**** The input

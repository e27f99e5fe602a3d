//! Output formatting for CLI
//!
//! Provides consistent output formatting across all commands:
//! - Human-readable default output
//! - JSON output (--json flag)
//! - Quiet mode for scripting (--quiet flag)

use serde::Serialize;

use taskly_core::{Notification, Project, Task};

/// Output format options
#[derive(Debug, Clone, Copy, PartialEq, Eq)]
pub enum OutputFormat {
    /// Human-readable output (default)
    Human,
    /// JSON output
    Json,
    /// Quiet mode - minimal output
    Quiet,
}

impl OutputFormat {
    /// Create format from CLI flags
    pub fn from_flags(json: bool, quiet: bool) -> Self {
        if quiet {
            OutputFormat::Quiet
        } else if json {
            OutputFormat::Json
        } else {
            OutputFormat::Human
        }
    }
}

/// Output helper for consistent formatting
pub struct Output {
    /// The output format
    pub format: OutputFormat,
}

impl Output {
    pub fn new(format: OutputFormat) -> Self {
        Self { format }
    }

    /// Check if output is in quiet mode
    pub fn is_quiet(&self) -> bool {
        matches!(self.format, OutputFormat::Quiet)
    }

    pub fn is_json(&self) -> bool {
        matches!(self.format, OutputFormat::Json)
    }

    /// Pretty-print any serializable value
    pub fn json<T: Serialize + ?Sized>(&self, value: &T) {
        match serde_json::to_string_pretty(value) {
            Ok(text) => println!("{}", text),
            Err(e) => eprintln!("Failed to serialize output: {}", e),
        }
    }

    /// Print a single task
    pub fn print_task(&self, task: &Task) {
        match self.format {
            OutputFormat::Human => {
                println!("ID:          {}", task.id);
                println!("Title:       {}", task.title);
                if let Some(ref desc) = task.description {
                    println!("Description: {}", desc);
                }
                println!("Status:      {}", task.status);
                println!("Priority:    {}", task.priority);
                if let Some(ref project_id) = task.project_id {
                    println!("Project:     {}", project_id);
                }
                if let Some(due) = task.due_date {
                    println!("Due:         {}", due.format("%Y-%m-%d"));
                }
                if let Some(done) = task.completed_at {
                    println!("Completed:   {}", done.format("%Y-%m-%d %H:%M"));
                }
                println!("Created:     {}", task.created_at.format("%Y-%m-%d %H:%M"));
                println!("Sync:        {}", sync_label(task.user_id.as_deref(), task.needs_synchronization));
            }
            OutputFormat::Json => self.json(task),
            OutputFormat::Quiet => println!("{}", task.id),
        }
    }

    /// Print a list of tasks
    pub fn print_tasks(&self, tasks: &[Task]) {
        match self.format {
            OutputFormat::Human => {
                if tasks.is_empty() {
                    println!("No tasks found.");
                    return;
                }
                for task in tasks {
                    let due = task
                        .due_date
                        .map(|d| d.format("%Y-%m-%d").to_string())
                        .unwrap_or_default();
                    let pending = if task.needs_synchronization { " *" } else { "" };
                    println!(
                        "{} | {:<10} | {:<8} | {:<10} | {}{}",
                        short_id(&task.id),
                        task.status,
                        task.priority,
                        due,
                        truncate(&task.title, 40),
                        pending
                    );
                }
                println!("\n{} task(s)", tasks.len());
            }
            OutputFormat::Json => self.json(tasks),
            OutputFormat::Quiet => {
                for task in tasks {
                    println!("{}", task.id);
                }
            }
        }
    }

    /// Print a single project with its task count
    pub fn print_project(&self, project: &Project, task_count: usize) {
        match self.format {
            OutputFormat::Human => {
                println!("ID:          {}", project.id);
                println!("Name:        {}", project.name);
                if let Some(ref desc) = project.description {
                    println!("Description: {}", desc);
                }
                if let Some(ref color) = project.color {
                    println!("Color:       {}", color);
                }
                if let Some(due) = project.due_date {
                    println!("Due:         {}", due.format("%Y-%m-%d"));
                }
                println!("Tasks:       {}", task_count);
                println!("Created:     {}", project.created_at.format("%Y-%m-%d %H:%M"));
                println!(
                    "Sync:        {}",
                    sync_label(project.user_id.as_deref(), project.needs_synchronization)
                );
            }
            OutputFormat::Json => self.json(&serde_json::json!({
                "project": project,
                "task_count": task_count
            })),
            OutputFormat::Quiet => println!("{}", project.id),
        }
    }

    /// Print a list of projects with their task counts
    pub fn print_projects(&self, projects: &[(Project, usize)]) {
        match self.format {
            OutputFormat::Human => {
                if projects.is_empty() {
                    println!("No projects found.");
                    return;
                }
                for (project, count) in projects {
                    println!(
                        "{} | {} [{}]",
                        short_id(&project.id),
                        truncate(&project.name, 40),
                        count
                    );
                }
                println!("\n{} project(s)", projects.len());
            }
            OutputFormat::Json => {
                let items: Vec<_> = projects
                    .iter()
                    .map(|(project, count)| serde_json::json!({"project": project, "task_count": count}))
                    .collect();
                self.json(&items);
            }
            OutputFormat::Quiet => {
                for (project, _) in projects {
                    println!("{}", project.id);
                }
            }
        }
    }

    /// Print notification history
    pub fn print_notifications(&self, notifications: &[Notification]) {
        match self.format {
            OutputFormat::Human => {
                if notifications.is_empty() {
                    println!("No notifications.");
                    return;
                }
                for n in notifications {
                    println!(
                        "[{}] {:<7} {}",
                        n.timestamp.format("%Y-%m-%d %H:%M"),
                        n.kind,
                        truncate_line(&n.message, 60)
                    );
                }
            }
            OutputFormat::Json => self.json(notifications),
            OutputFormat::Quiet => {
                for n in notifications {
                    println!("{}", n.id);
                }
            }
        }
    }

    /// Print a success message
    pub fn success(&self, message: &str) {
        match self.format {
            OutputFormat::Human => println!("✓ {}", message),
            OutputFormat::Json => {
                println!(
                    "{}",
                    serde_json::json!({"status": "success", "message": message})
                );
            }
            OutputFormat::Quiet => {}
        }
    }

    /// Check if we should prompt for confirmation
    pub fn should_prompt(&self) -> bool {
        self.format == OutputFormat::Human
    }

    /// Print an informational message
    pub fn message(&self, msg: &str) {
        match self.format {
            OutputFormat::Human => println!("{}", msg),
            OutputFormat::Json => {
                println!("{}", serde_json::json!({"message": msg}));
            }
            OutputFormat::Quiet => {}
        }
    }
}

fn sync_label(user_id: Option<&str>, pending: bool) -> String {
    match (user_id, pending) {
        (None, _) => "local only".to_string(),
        (Some(user), true) => format!("{} (pending)", user),
        (Some(user), false) => format!("{} (synced)", user),
    }
}

/// First 8 characters of an id
pub fn short_id(id: &str) -> String {
    id.chars().take(8).collect()
}

/// Truncate a string to max length, adding "..." if truncated
fn truncate(s: &str, max_len: usize) -> String {
    if s.chars().count() <= max_len {
        s.to_string()
    } else {
        let kept: String = s.chars().take(max_len.saturating_sub(3)).collect();
        format!("{}...", kept)
    }
}

/// Truncate to first line and max length
fn truncate_line(s: &str, max_len: usize) -> String {
    let first_line = s.lines().next().unwrap_or("");
    truncate(first_line, max_len)
}

#[cfg(test)]
mod tests {
    use super::*;

    #[test]
    fn test_format_from_flags() {
        assert_eq!(OutputFormat::from_flags(false, false), OutputFormat::Human);
        assert_eq!(OutputFormat::from_flags(true, false), OutputFormat::Json);
        assert_eq!(OutputFormat::from_flags(false, true), OutputFormat::Quiet);
        // Quiet takes precedence
        assert_eq!(OutputFormat::from_flags(true, true), OutputFormat::Quiet);
    }

    #[test]
    fn test_truncate() {
        assert_eq!(truncate("short", 10), "short");
        assert_eq!(truncate("this is a long string", 10), "this is...");
        assert_eq!(truncate("ääääääääääää", 5), "ää...");
    }

    #[test]
    fn test_truncate_line() {
        assert_eq!(truncate_line("single line", 20), "single line");
        assert_eq!(truncate_line("line one\nline two", 20), "line one");
    }

    #[test]
    fn test_sync_label() {
        assert_eq!(sync_label(None, true), "local only");
        assert_eq!(sync_label(Some("u1"), true), "u1 (pending)");
        assert_eq!(sync_label(Some("u1"), false), "u1 (synced)");
    }

    #[test]
    fn test_short_id() {
        assert_eq!(short_id("0123456789abcdef"), "01234567");
        assert_eq!(short_id("abc"), "abc");
    }
}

********

[What you need to do]
For each line in the data that holds the word "color", copy the line.

[Solution below]
                if let Some(ref color) = project.color {
                    println!("Color:       {}", color);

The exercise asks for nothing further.